The Israelis argued that under international law the status and therefore the rights of refugees do not pass to their descendants. Instead, Israel wanted to dismantle UNRWA and shift the responsibility of Palestinians to UNHCR which would automatically dilute the issue of the right of return. Although Israel has often criticized UNRWA, substantive efforts to neutralize it grew in tandem with the increasing prominence and power of the Israeli far right.

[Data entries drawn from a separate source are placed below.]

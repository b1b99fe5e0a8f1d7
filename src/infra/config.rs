use std::path::Path;

use anyhow::{Context, Result};
use serde::{Deserialize, Serialize};

use crate::cli::{AppContext, InitArgs};

#[derive(Debug, Serialize, Deserialize)]
#[serde(default)]
pub struct Config {
    /// Drop comments and docstrings before comparison (default: false,
    /// meaning they are kept and scored like everything else)
    pub skip_docs_and_comments: bool,

    /// Batch runner defaults
    pub batch: BatchConfig,
}

#[derive(Debug, Serialize, Deserialize)]
#[serde(default)]
pub struct BatchConfig {
    /// File batch results are appended to
    pub output_file: String,
}

impl Default for Config {
    fn default() -> Self {
        Self {
            skip_docs_and_comments: false,
            batch: BatchConfig::default(),
        }
    }
}

impl Default for BatchConfig {
    fn default() -> Self {
        Self {
            output_file: "results.txt".to_string(),
        }
    }
}

pub fn load_config() -> Result<Config> {
    let mut builder = config::Config::builder();

    // Load from config files in priority order
    let config_paths = ["simcheck.toml", ".simcheck.toml"];

    for path in &config_paths {
        if Path::new(path).exists() {
            builder = builder.add_source(config::File::with_name(path));
            break;
        }
    }

    // Add environment variables with SIMCHECK_ prefix
    builder = builder.add_source(config::Environment::with_prefix("SIMCHECK").separator("_"));

    let cfg = builder.build().context("Failed to load configuration")?;
    let parsed: Config = cfg
        .try_deserialize()
        .context("Failed to parse configuration")?;

    Ok(parsed)
}

pub fn init(args: InitArgs, ctx: &AppContext) -> Result<()> {
    let config_path = args.path.join("simcheck.toml");

    if config_path.exists() && !args.force {
        anyhow::bail!(
            "Config file already exists at {}. Use --force to overwrite.",
            config_path.display()
        );
    }

    let config = Config::default();
    let toml_string =
        toml::to_string_pretty(&config).context("Failed to serialize default config")?;

    std::fs::write(&config_path, toml_string).context("Failed to write config file")?;

    if !ctx.quiet {
        println!("Created config file at {}", config_path.display());
    }
    Ok(())
}
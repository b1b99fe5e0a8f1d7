//! Token text folding applied before any bucket or distance work.
//!
//! Every token's text passes through the same pipeline: trim the edges,
//! drop interior whitespace, lowercase, then NFKC-fold so compatibility
//! variants (ligatures, fullwidth forms) collapse to one spelling.

use unicode_normalization::UnicodeNormalization;

/// Fold token text into its canonical comparison form.
///
/// Steps, in order: trim leading/trailing whitespace; remove every interior
/// space, tab, newline, and carriage return; lowercase; NFKC normalization.
/// Total over any input, no error conditions.
pub fn normalize(text: &str) -> String {
    let compact: String = text
        .trim()
        .chars()
        .filter(|c| !matches!(c, ' ' | '\t' | '\n' | '\r'))
        .collect();

    compact.to_lowercase().nfkc().collect()
}

#[cfg(test)]
mod tests {
    use super::*;
    use proptest::prelude::*;

    #[test]
    fn strips_edges_and_interior_whitespace() {
        assert_eq!(normalize("  foo bar\tbaz\r\n"), "foobarbaz");
    }

    #[test]
    fn lowercases_including_cyrillic() {
        assert_eq!(normalize("CalcSum"), "calcsum");
        assert_eq!(normalize("ПрИвЕт"), "привет");
    }

    #[test]
    fn folds_compatibility_forms() {
        // Ligature fi and fullwidth A collapse under NFKC
        assert_eq!(normalize("ﬁle"), "file");
        assert_eq!(normalize("Ａ"), "a");
    }

    #[test]
    fn empty_and_whitespace_only() {
        assert_eq!(normalize(""), "");
        assert_eq!(normalize(" \t\r\n "), "");
    }

    proptest! {
        // ASCII inputs: NFKC is the identity, so folding twice is folding once
        #[test]
        fn idempotent_over_ascii(s in "[ -~\\t\\r\\n]{0,64}") {
            let once = normalize(&s);
            prop_assert_eq!(normalize(&once), once);
        }
    }

    #[test]
    fn idempotent_over_fixed_unicode_samples() {
        for s in ["Съешь ещё", "ﬁﬂ ŒUVRE", "naïve café", "ＣＯＤＥ ｗｉｄｅ"] {
            let once = normalize(s);
            assert_eq!(normalize(&once), once, "not idempotent for {s:?}");
        }
    }
}
//! Frequency-weighted scorer and per-pair orchestrator.
//!
//! A [`Comparator`] owns the two content buffers, runs both files through
//! categorization, compares the per-category frequency tables with
//! edit-distance weighting, and folds everything into a single verdict.
//! Buffers are cleared at the start and end of every run, so one instance
//! can be reused safely across a batch.

use std::fmt;
use std::path::Path;

use anyhow::{Context, Result};
use owo_colors::OwoColorize;
use tracing::debug;

use crate::cli::{AppContext, CompareArgs};
use crate::core::batch::append_result;
use crate::core::categorize::{Categorizer, Category, ContentBuffer};
use crate::core::distance::edit_distance;
use crate::core::frequency::frequency_table;
use crate::infra::config::load_config;

/// Outcome of one comparison.
///
/// `Identical` means the two content buffers were structurally equal and
/// scoring was skipped; it prints as the literal `1`. A computed score
/// always prints with exactly three decimals, even when it lands on 1.0.
#[derive(Debug, Clone, Copy, PartialEq)]
pub enum Verdict {
    Identical,
    Score(f64),
}

impl Verdict {
    /// Numeric value of the verdict.
    pub fn value(self) -> f64 {
        match self {
            Verdict::Identical => 1.0,
            Verdict::Score(v) => v,
        }
    }
}

impl fmt::Display for Verdict {
    fn fmt(&self, f: &mut fmt::Formatter<'_>) -> fmt::Result {
        match self {
            Verdict::Identical => f.write_str("1"),
            Verdict::Score(v) => write!(f, "{v:.3}"),
        }
    }
}

/// Scores one pair of files at a time. Single-threaded by design; distinct
/// instances are fully independent.
pub struct Comparator {
    categorizer: Categorizer,
    source: ContentBuffer,
    edited: ContentBuffer,
    result: Option<Verdict>,
}

impl Comparator {
    pub fn new(skip_docs_and_comments: bool) -> Self {
        Self {
            categorizer: Categorizer::new(skip_docs_and_comments),
            source: ContentBuffer::default(),
            edited: ContentBuffer::default(),
            result: None,
        }
    }

    /// Last verdict computed by this instance, if any.
    pub fn last_result(&self) -> Option<Verdict> {
        self.result
    }

    /// Compare two files and return the similarity verdict.
    ///
    /// Buffers are reset up front as well as cleared on exit, so an
    /// earlier run interrupted by an I/O error cannot leak state into
    /// this one.
    pub fn run(&mut self, source: &Path, edited: &Path) -> Result<Verdict> {
        self.reset();
        self.categorizer
            .categorize_file(source, &mut self.source)
            .with_context(|| format!("categorize {}", source.display()))?;
        self.categorizer
            .categorize_file(edited, &mut self.edited)
            .with_context(|| format!("categorize {}", edited.display()))?;
        Ok(self.score())
    }

    /// Compare two already-read source texts. Same pipeline as [`run`]
    /// without the file I/O.
    ///
    /// [`run`]: Comparator::run
    pub fn run_sources(&mut self, source: &str, edited: &str) -> Result<Verdict> {
        self.reset();
        self.categorizer
            .categorize_source(source, &mut self.source)?;
        self.categorizer
            .categorize_source(edited, &mut self.edited)?;
        Ok(self.score())
    }

    fn reset(&mut self) {
        self.source.clear();
        self.edited.clear();
        self.result = None;
    }

    /// Score the populated buffers and clear them unconditionally,
    /// equality short-circuit included.
    fn score(&mut self) -> Verdict {
        let verdict = if self.source == self.edited {
            Verdict::Identical
        } else {
            let source_text_length = self.source.text_length();
            let mut summary = 0.0;

            for category in Category::ALL {
                let source_stat = frequency_table(self.source.bucket(category));
                let edited_stat = frequency_table(self.edited.bucket(category));
                let score = category_score(&source_stat, &edited_stat, source_text_length);
                debug!(category = category.as_str(), score, "category score");
                summary += score;
            }

            Verdict::Score(round3((1.0 - summary).abs()))
        };

        self.source.clear();
        self.edited.clear();
        self.result = Some(verdict);
        verdict
    }
}

/// One category's contribution to the summary difference.
///
/// `relative_coefficient` weighs the category by how much of the source
/// text it covers; `difference_degree` accumulates near-miss pairs whose
/// edit distance is positive yet below a fifth of the source value's
/// length. Identical pairs and pairs edited beyond that threshold
/// contribute nothing. An empty category or a zero-length source text
/// contributes zero rather than erroring.
fn category_score(
    source_stat: &[(String, usize)],
    edited_stat: &[(String, usize)],
    source_text_length: usize,
) -> f64 {
    if source_text_length == 0 || source_stat.is_empty() {
        return 0.0;
    }

    let category_length: usize = source_stat
        .iter()
        .map(|(value, _)| value.chars().count())
        .sum();
    let relative_coefficient = category_length as f64 / source_text_length as f64;

    let mut difference_degree = 0.0;
    for (source_value, source_freq) in source_stat {
        let source_len = source_value.chars().count();
        for (edited_value, edited_freq) in edited_stat {
            let distance = edit_distance(source_value, edited_value);
            if distance > 0 && (distance as f64) < source_len as f64 / 5.0 {
                difference_degree += (distance as f64 * *edited_freq as f64)
                    / (source_len as f64 * *source_freq as f64);
            }
        }
    }

    relative_coefficient * difference_degree
}

fn round3(value: f64) -> f64 {
    (value * 1000.0).round() / 1000.0
}

/// Entry point for `simc compare`.
pub fn run(args: CompareArgs, ctx: &AppContext) -> Result<()> {
    let config = load_config().unwrap_or_default();
    let skip = args.skip_docs || config.skip_docs_and_comments;

    let mut comparator = Comparator::new(skip);
    let verdict = comparator.run(&args.source, &args.edited)?;

    if args.json {
        let payload = serde_json::json!({
            "source": args.source,
            "edited": args.edited,
            "skip_docs_and_comments": skip,
            "result": verdict.to_string(),
            "score": verdict.value(),
        });
        println!("{payload}");
    } else {
        println!("{verdict}");
    }

    if let Some(output) = &args.output {
        if ctx.dry_run {
            if !ctx.quiet {
                println!("DRY RUN: would append {verdict} to {}", output.display());
            }
        } else {
            append_result(output, verdict)?;
            if !ctx.quiet {
                println!("{} Appended result to {}", "✓".green(), output.display());
            }
        }
    }

    Ok(())
}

A concerted media and political campaign began to defame UNRWA because it hosted Palestinian refugees who made public expressions of their rights and lived in countries that spoke about the Nakba. Israel claimed UNRWA supported terrorism and hatred of Jews in school books used by children in refugee camps. The agency responded that the school books that were taught in various countries were the official curricula of those countries. Nevertheless, UNRWA wanted to debunk these accusations and began creating a human rights curriculum to be taught at all UNRWA schools.
Khalil El Halabi, a long-time UNRWA teacher and staffer, was proud to unveil the UNRWA human rights curriculum during a 2009 visit to Gaza by former U.S. President Jimmy Carter.
But the accusations and campaign to discredit UNRWA continued. Meanwhile, successive UNGA meetings repeatedly renewed its mandate.
As in many cases, Israel often creates momentum by making a preposterous claim that often includes an accusation of supporting terrorism, forcing many donors to suspend their support of Palestinians. By the time the truth finally came out, the damage had already been done. In recent years this is exactly what happened when Israel accused a Palestinian from Gaza, Mohammad El Halabi, director of World Vision, of diverting 50 million dollars of humanitarian aid to Hamas even though the entire budget of the aid agency does not even come to that.
Additionally, six Palestinian Human rights organizations were accused of being terrorist fronts. No evidence was presented by Israel in this issue as well. But in both cases as in the UNRWA issue, the goal was temporarily accomplished. World Visions suspended all its humanitarian support to Gaza to this day even though their own detailed and independent investigation proved that there was no wrongdoing. In the case of the six organizations, some donors hesitated but others have continued in their support—and the same has happened to UNRWA.
Achilles Heel
The absence of a systematic and transparent multi-year budget for its operations, which have become costlier with the growth of the refugee population, has in time emerged as UNRWA’s Achilles Heel.
Arab donors continue to hesitate in supporting UNRWA funding—especially after major Israeli attacks on refugee camps in Lebanon, Syria, the West Bank, and Gaza—except in emergencies.
Gulf countries helped rebuild the Nahar al Bard camp in Lebanon, the Yarmouk Camp in Syria, Jenin camp in the West Bank, and numerous UNRWA refugee camps in Gaza, but did not increase contributions to the agency’s regular operating budget.
Under former U.S. President Donald Trump, Israel succeeded in getting Washington to defund UNRWA, though other countries, especially Scandinavian and some Arab countries, stepped up. The Biden Administration renewed funding when he became president, but is in large part responsible for UNRWA’s current funding crisis.
Today, the agency is threatened by more than just an assault on its finances; Israel has ordered UNRWA to evacuate its premises in East Jerusalem due to ‘unpaid rent’. And the Israeli parliament is considering designating the agency as a terrorist organization.
What is clear is that despite the numerous and repeated cases of fabrications, lies, and distortions by Israel, many in the West continue to believe the Israelis. And when they don’t, they fear not appearing to believe them and therefore suffering from the entitled indignation of Israel and its supporters—accused of being accomplices to terror and supporters of antisemitism.